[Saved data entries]
--- --- ---

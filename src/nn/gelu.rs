use crate::nn::Module;
use crate::trace::Value;

/// Applies the Gaussian Error Linear Units function element-wise, in its
/// exact form `x * Φ(x)` (no tanh approximation).
#[derive(Clone, Debug, Default)]
pub struct Gelu {}

impl Gelu {
    /// Create the module.
    pub fn new() -> Self {
        Self {}
    }
}

impl Module for Gelu {
    /// Applies the forward pass on the input value.
    ///
    /// # Shapes
    ///
    /// - input: `[..., any]`
    /// - output: `[..., any]`
    fn forward(&self, input: Value) -> Value {
        input.gelu()
    }
}
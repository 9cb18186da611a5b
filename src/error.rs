use thiserror::Error;

/// Errors produced while loading inputs, tracing, or exporting a graph.
#[derive(Debug, Error)]
pub enum Error {
    /// Underlying file I/O failed (missing input file, unwritable output path).
    #[error("i/o error: {0}")]
    Io(#[from] std::io::Error),

    /// The input document is not valid JSON or does not match the expected schema.
    #[error("failed to parse input json: {0}")]
    Json(#[from] serde_json::Error),

    /// The input document parsed but its contents are unusable.
    #[error("invalid input data: {0}")]
    InvalidInput(String),

    /// The traced forward pass could not be turned into a graph.
    #[error("trace error: {0}")]
    Trace(String),

    /// A constant subgraph could not be evaluated at export time.
    #[error("constant folding failed: {0}")]
    Fold(String),

    /// Protobuf serialization failed.
    #[error("protobuf error: {0}")]
    Proto(#[from] protobuf::Error),
}
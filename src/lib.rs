//! Traces a small activation model on sample data and serializes the traced
//! computation graph to an ONNX file.
//!
//! The crate is built around three steps:
//!
//! 1. [`input::load_input`] reads a JSON document holding a sample tensor,
//! 2. a [`nn::Module`] describes its computation through operations on
//!    traced [`trace::Value`]s, and
//! 3. [`export::export`] records one forward pass and writes the resulting
//!    graph, with endpoint names and dynamic-axis metadata, as a binary
//!    ONNX model.

pub mod error;
pub mod export;
pub mod fold;
pub mod input;
pub mod ir;
pub mod nn;
pub mod proto_conversion;
pub mod tensor;
pub mod trace;

/// Generated ONNX protobuf bindings.
#[allow(clippy::all)]
pub mod protos {
    include!(concat!(env!("OUT_DIR"), "/onnx-protos/mod.rs"));
    pub use self::onnx::*;
}

pub use error::Error;
pub use export::{export, generate, ExportConfig};
pub use tensor::Tensor;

--- --- ---

What the task requires
Starting at the line that contains "pub mod nn;" and ending at the last line of the data, repeat each line exactly; include nothing else.

Answer for the task
pub mod nn;
pub mod proto_conversion;
pub mod tensor;
pub mod trace;

/// Generated ONNX protobuf bindings.
#[allow(clippy::all)]
pub mod protos {
    include!(concat!(env!("OUT_DIR"), "/onnx-protos/mod.rs"));
    pub use self::onnx::*;
}

pub use error::Error;
pub use export::{export, generate, ExportConfig};
pub use tensor::Tensor;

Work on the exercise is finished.